//! # Logger
//!
//! Installs the gateway's global `tracing` subscriber: a compact console layer
//! and an optional rolling file layer written through a non-blocking worker.
//!
//! * `RUST_LOG` still applies on top of the configured level.
//! * [`LoggerBuilder::env_filter`] sets module directives (`fhub=debug,hyper=info`).
//! * [`LoggerBuilder::json`] switches every layer to JSON lines.
//!
//! ## Example
//!
//! ```rust
//! # use fhub_logger::{Logger, LevelFilter};
//! let _logger = Logger::builder()
//!     .name("gateway")
//!     .console(true)
//!     .level(LevelFilter::DEBUG)
//!     .init()
//!     .unwrap();
//! ```

mod error;

pub use crate::error::{LoggerError, LoggerErrorExt};
pub use tracing::level_filters::LevelFilter;
pub use tracing_appender::rolling::Rotation;

use private::Sealed;
use std::fs;
use std::path::PathBuf;
use std::str::FromStr;
use tracing_appender::non_blocking::WorkerGuard;
use tracing_appender::rolling::RollingFileAppender;
use tracing_subscriber::fmt::layer;
use tracing_subscriber::layer::SubscriberExt;
use tracing_subscriber::util::SubscriberInitExt;
use tracing_subscriber::{EnvFilter, Layer, Registry};

const DEFAULT_MAX_FILES: usize = 10;
const LOG_FILE_SUFFIX: &str = "log";

type BoxedLayer = Box<dyn Layer<Registry> + Send + Sync>;

#[derive(Debug)]
struct LoggerConfig {
    console: bool,
    path: Option<PathBuf>,
    level: LevelFilter,
    rotation: Rotation,
    max_files: usize,
    json: bool,
    env_filter: Option<String>,
}

impl Default for LoggerConfig {
    fn default() -> Self {
        Self {
            console: true,
            path: None,
            level: LevelFilter::INFO,
            rotation: Rotation::DAILY,
            max_files: DEFAULT_MAX_FILES,
            json: false,
            env_filter: None,
        }
    }
}

#[derive(Debug)]
pub struct NoName;
#[derive(Debug)]
pub struct WithName(String);

mod private {
    pub trait Sealed {}
}
impl Sealed for NoName {}
impl Sealed for WithName {}

/// Builder for the global tracing subscriber. A name is required before [`LoggerBuilder::init`].
#[derive(Debug)]
pub struct LoggerBuilder<N: Sealed = NoName> {
    config: LoggerConfig,
    name: N,
}

impl LoggerBuilder<NoName> {
    /// Sets the logger name, also used as the log file prefix.
    pub fn name(self, name: impl Into<String>) -> LoggerBuilder<WithName> {
        LoggerBuilder { config: self.config, name: WithName(name.into()) }
    }
}

impl LoggerBuilder<WithName> {
    #[must_use = "The builder must be configured before it can be used to initialize the logger."]
    pub const fn level(mut self, level: LevelFilter) -> Self {
        self.config.level = level;
        self
    }

    /// Adds explicit filter directives. Invalid directives make [`LoggerBuilder::init`] fail.
    #[must_use = "The builder must be configured before it can be used to initialize the logger."]
    pub fn env_filter(mut self, filter: impl Into<String>) -> Self {
        self.config.env_filter = Some(filter.into());
        self
    }

    #[must_use = "The builder must be configured before it can be used to initialize the logger."]
    pub const fn console(mut self, enabled: bool) -> Self {
        self.config.console = enabled;
        self
    }

    #[must_use = "The builder must be configured before it can be used to initialize the logger."]
    pub const fn json(mut self, enabled: bool) -> Self {
        self.config.json = enabled;
        self
    }

    /// Enables the rolling file layer under `path`.
    #[must_use = "The builder must be configured before it can be used to initialize the logger."]
    pub fn path(mut self, path: impl Into<PathBuf>) -> Self {
        self.config.path = Some(path.into());
        self
    }

    #[must_use = "The builder must be configured before it can be used to initialize the logger."]
    pub const fn rotation(mut self, rotation: Rotation) -> Self {
        self.config.rotation = rotation;
        self
    }

    #[must_use = "The builder must be configured before it can be used to initialize the logger."]
    pub const fn max_files(mut self, max: usize) -> Self {
        self.config.max_files = max;
        self
    }

    /// Installs the global subscriber.
    ///
    /// The returned [`Logger`] owns the file writer's [`WorkerGuard`]; keep it alive until
    /// shutdown so buffered lines are flushed.
    ///
    /// # Errors
    /// [`LoggerError::Subscriber`] when a global subscriber is already set,
    /// [`LoggerError::InvalidConfiguration`] for invalid settings.
    pub fn init(self) -> Result<Logger, LoggerError> {
        validate_config(&self.config, &self.name.0)?;
        let env_filter = build_env_filter(&self.config)?;

        let mut layers: Vec<BoxedLayer> = Vec::new();
        if self.config.console {
            layers.push(console_layer(self.config.json));
        }

        let guard = match &self.config.path {
            Some(path) => {
                let (file_layer, guard) = file_layer(&self.config, path.clone(), &self.name.0)?;
                layers.push(file_layer);
                Some(guard)
            },
            None => None,
        };

        if layers.is_empty() {
            return Err(LoggerError::InvalidConfiguration {
                message: "No logging layers enabled. Enable console or file output.".into(),
                context: None,
            });
        }

        tracing_subscriber::registry().with(layers).with(env_filter).try_init()?;

        Ok(Logger { guard })
    }
}

fn console_layer(json: bool) -> BoxedLayer {
    if json {
        layer().json().with_ansi(false).boxed()
    } else {
        layer().compact().with_ansi(true).boxed()
    }
}

fn file_layer(
    config: &LoggerConfig,
    path: PathBuf,
    name: &str,
) -> Result<(BoxedLayer, WorkerGuard), LoggerError> {
    fs::create_dir_all(&path)
        .context(format!("Failed to create log directory: {}", path.display()))?;

    let appender = RollingFileAppender::builder()
        .rotation(config.rotation.clone())
        .filename_prefix(name)
        .filename_suffix(LOG_FILE_SUFFIX)
        .max_log_files(config.max_files)
        .build(path)?;

    let (writer, guard) = tracing_appender::non_blocking(appender);
    let base = layer().with_writer(writer).with_ansi(false);
    let boxed = if config.json { base.json().boxed() } else { base.boxed() };

    Ok((boxed, guard))
}

/// Handle to the installed logging system. Drop it only on shutdown.
#[must_use = "Dropping this handle will stop background logging threads."]
#[derive(Debug)]
pub struct Logger {
    guard: Option<WorkerGuard>,
}

impl Logger {
    #[must_use = "The builder must be configured before it can be used to initialize the logger."]
    pub fn builder() -> LoggerBuilder {
        LoggerBuilder { config: LoggerConfig::default(), name: NoName }
    }

    /// The file writer's guard, present only when file output is enabled.
    #[must_use]
    pub const fn guard(&self) -> Option<&WorkerGuard> {
        self.guard.as_ref()
    }
}

impl Drop for Logger {
    fn drop(&mut self) {
        if self.guard.is_some() {
            tracing::info!("Logging system shutting down, flushing buffers...");
        }
    }
}

/// Parses a textual level such as `"info"` or `"DEBUG"`.
///
/// # Errors
/// [`LoggerError::InvalidConfiguration`] for unknown level names.
pub fn parse_level(raw: &str) -> Result<LevelFilter, LoggerError> {
    LevelFilter::from_str(raw.trim()).map_err(|e| LoggerError::InvalidConfiguration {
        message: format!("Invalid log level '{raw}': {e}").into(),
        context: None,
    })
}

fn validate_config(config: &LoggerConfig, name: &str) -> Result<(), LoggerError> {
    if name.trim().is_empty() {
        return Err(LoggerError::InvalidConfiguration {
            message: "Logger name cannot be empty".into(),
            context: None,
        });
    }

    if config.max_files == 0 {
        return Err(LoggerError::InvalidConfiguration {
            message: "max_files must be greater than zero".into(),
            context: None,
        });
    }

    Ok(())
}

fn build_env_filter(config: &LoggerConfig) -> Result<EnvFilter, LoggerError> {
    let builder = EnvFilter::builder().with_default_directive(config.level.into());
    config.env_filter.as_ref().map_or_else(
        || Ok(builder.from_env_lossy()),
        |filter| {
            builder.parse(filter).map_err(|e| LoggerError::InvalidConfiguration {
                message: format!("Invalid env filter '{filter}': {e}").into(),
                context: None,
            })
        },
    )
}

(Task requirements)
The records above must be retyped in full. Keep each one exactly as it is.

(Response below)
//! # Logger
//!
//! Installs the gateway's global `tracing` subscriber: a compact console layer
//! and an optional rolling file layer written through a non-blocking worker.
//!
//! * `RUST_LOG` still applies on top of the configured level.
//! * [`LoggerBuilder::env_filter`] sets module directives (`fhub=debug,hyper=info`).
//! * [`LoggerBuilder::json`] switches every layer to JSON lines.
//!
//! ## Example
//!
//! ```rust
//! # use fhub_logger::{Logger, LevelFilter};
//! let _logger = Logger::builder()
//!     .name("gateway")
//!     .console(true)
//!     .level(LevelFilter::DEBUG)
//!     .init()
//!     .unwrap();
//! ```

mod error;

pub use crate::error::{LoggerError, LoggerErrorExt};
pub use tracing::level_filters::LevelFilter;
pub use tracing_appender::rolling::Rotation;

use private::Sealed;
use std::fs;
use std::path::PathBuf;
use std::str::FromStr;
use tracing_appender::non_blocking::WorkerGuard;
use tracing_appender::rolling::RollingFileAppender;
use tracing_subscriber::fmt::layer;
use tracing_subscriber::layer::SubscriberExt;
use tracing_subscriber::util::SubscriberInitExt;
use tracing_subscriber::{EnvFilter, Layer, Registry};

const DEFAULT_MAX_FILES: usize = 10;
const LOG_FILE_SUFFIX: &str = "log";

type BoxedLayer = Box<dyn Layer<Registry> + Send + Sync>;

#[derive(Debug)]
struct LoggerConfig {
    console: bool,
    path: Option<PathBuf>,
    level: LevelFilter,
    rotation: Rotation,
    max_files: usize,
    json: bool,
    env_filter: Option<String>,
}

impl Default for LoggerConfig {
    fn default() -> Self {
        Self {
            console: true,
            path: None,
            level: LevelFilter::INFO,
            rotation: Rotation::DAILY,
            max_files: DEFAULT_MAX_FILES,
            json: false,
            env_filter: None,
        }
    }
}

#[derive(Debug)]
pub struct NoName;
#[derive(Debug)]
pub struct WithName(String);

mod private {
    pub trait Sealed {}
}
impl Sealed for NoName {}
impl Sealed for WithName {}

/// Builder for the global tracing subscriber. A name is required before [`LoggerBuilder::init`].
#[derive(Debug)]
pub struct LoggerBuilder<N: Sealed = NoName> {
    config: LoggerConfig,
    name: N,
}

impl LoggerBuilder<NoName> {
    /// Sets the logger name, also used as the log file prefix.
    pub fn name(self, name: impl Into<String>) -> LoggerBuilder<WithName> {
        LoggerBuilder { config: self.config, name: WithName(name.into()) }
    }
}

impl LoggerBuilder<WithName> {
    #[must_use = "The builder must be configured before it can be used to initialize the logger."]
    pub const fn level(mut self, level: LevelFilter) -> Self {
        self.config.level = level;
        self
    }

    /// Adds explicit filter directives. Invalid directives make [`LoggerBuilder::init`] fail.
    #[must_use = "The builder must be configured before it can be used to initialize the logger."]
    pub fn env_filter(mut self, filter: impl Into<String>) -> Self {
        self.config.env_filter = Some(filter.into());
        self
    }

    #[must_use = "The builder must be configured before it can be used to initialize the logger."]
    pub const fn console(mut self, enabled: bool) -> Self {
        self.config.console = enabled;
        self
    }

    #[must_use = "The builder must be configured before it can be used to initialize the logger."]
    pub const fn json(mut self, enabled: bool) -> Self {
        self.config.json = enabled;
        self
    }

    /// Enables the rolling file layer under `path`.
    #[must_use = "The builder must be configured before it can be used to initialize the logger."]
    pub fn path(mut self, path: impl Into<PathBuf>) -> Self {
        self.config.path = Some(path.into());
        self
    }

    #[must_use = "The builder must be configured before it can be used to initialize the logger."]
    pub const fn rotation(mut self, rotation: Rotation) -> Self {
        self.config.rotation = rotation;
        self
    }

    #[must_use = "The builder must be configured before it can be used to initialize the logger."]
    pub const fn max_files(mut self, max: usize) -> Self {
        self.config.max_files = max;
        self
    }

    /// Installs the global subscriber.
    ///
    /// The returned [`Logger`] owns the file writer's [`WorkerGuard`]; keep it alive until
    /// shutdown so buffered lines are flushed.
    ///
    /// # Errors
    /// [`LoggerError::Subscriber`] when a global subscriber is already set,
    /// [`LoggerError::InvalidConfiguration`] for invalid settings.
    pub fn init(self) -> Result<Logger, LoggerError> {
        validate_config(&self.config, &self.name.0)?;
        let env_filter = build_env_filter(&self.config)?;

        let mut layers: Vec<BoxedLayer> = Vec::new();
        if self.config.console {
            layers.push(console_layer(self.config.json));
        }

        let guard = match &self.config.path {
            Some(path) => {
                let (file_layer, guard) = file_layer(&self.config, path.clone(), &self.name.0)?;
                layers.push(file_layer);
                Some(guard)
            },
            None => None,
        };

        if layers.is_empty() {
            return Err(LoggerError::InvalidConfiguration {
                message: "No logging layers enabled. Enable console or file output.".into(),
                context: None,
            });
        }

        tracing_subscriber::registry().with(layers).with(env_filter).try_init()?;

        Ok(Logger { guard })
    }
}

fn console_layer(json: bool) -> BoxedLayer {
    if json {
        layer().json().with_ansi(false).boxed()
    } else {
        layer().compact().with_ansi(true).boxed()
    }
}

fn file_layer(
    config: &LoggerConfig,
    path: PathBuf,
    name: &str,
) -> Result<(BoxedLayer, WorkerGuard), LoggerError> {
    fs::create_dir_all(&path)
        .context(format!("Failed to create log directory: {}", path.display()))?;

    let appender = RollingFileAppender::builder()
        .rotation(config.rotation.clone())
        .filename_prefix(name)
        .filename_suffix(LOG_FILE_SUFFIX)
        .max_log_files(config.max_files)
        .build(path)?;

    let (writer, guard) = tracing_appender::non_blocking(appender);
    let base = layer().with_writer(writer).with_ansi(false);
    let boxed = if config.json { base.json().boxed() } else { base.boxed() };

    Ok((boxed, guard))
}

/// Handle to the installed logging system. Drop it only on shutdown.
#[must_use = "Dropping this handle will stop background logging threads."]
#[derive(Debug)]
pub struct Logger {
    guard: Option<WorkerGuard>,
}

impl Logger {
    #[must_use = "The builder must be configured before it can be used to initialize the logger."]
    pub fn builder() -> LoggerBuilder {
        LoggerBuilder { config: LoggerConfig::default(), name: NoName }
    }

    /// The file writer's guard, present only when file output is enabled.
    #[must_use]
    pub const fn guard(&self) -> Option<&WorkerGuard> {
        self.guard.as_ref()
    }
}

impl Drop for Logger {
    fn drop(&mut self) {
        if self.guard.is_some() {
            tracing::info!("Logging system shutting down, flushing buffers...");
        }
    }
}

/// Parses a textual level such as `"info"` or `"DEBUG"`.
///
/// # Errors
/// [`LoggerError::InvalidConfiguration`] for unknown level names.
pub fn parse_level(raw: &str) -> Result<LevelFilter, LoggerError> {
    LevelFilter::from_str(raw.trim()).map_err(|e| LoggerError::InvalidConfiguration {
        message: format!("Invalid log level '{raw}': {e}").into(),
        context: None,
    })
}

fn validate_config(config: &LoggerConfig, name: &str) -> Result<(), LoggerError> {
    if name.trim().is_empty() {
        return Err(LoggerError::InvalidConfiguration {
            message: "Logger name cannot be empty".into(),
            context: None,
        });
    }

    if config.max_files == 0 {
        return Err(LoggerError::InvalidConfiguration {
            message: "max_files must be greater than zero".into(),
            context: None,
        });
    }

    Ok(())
}

fn build_env_filter(config: &LoggerConfig) -> Result<EnvFilter, LoggerError> {
    let builder = EnvFilter::builder().with_default_directive(config.level.into());
    config.env_filter.as_ref().map_or_else(
        || Ok(builder.from_env_lossy()),
        |filter| {
            builder.parse(filter).map_err(|e| LoggerError::InvalidConfiguration {
                message: format!("Invalid env filter '{filter}': {e}").into(),
                context: None,
            })
        },
    )
}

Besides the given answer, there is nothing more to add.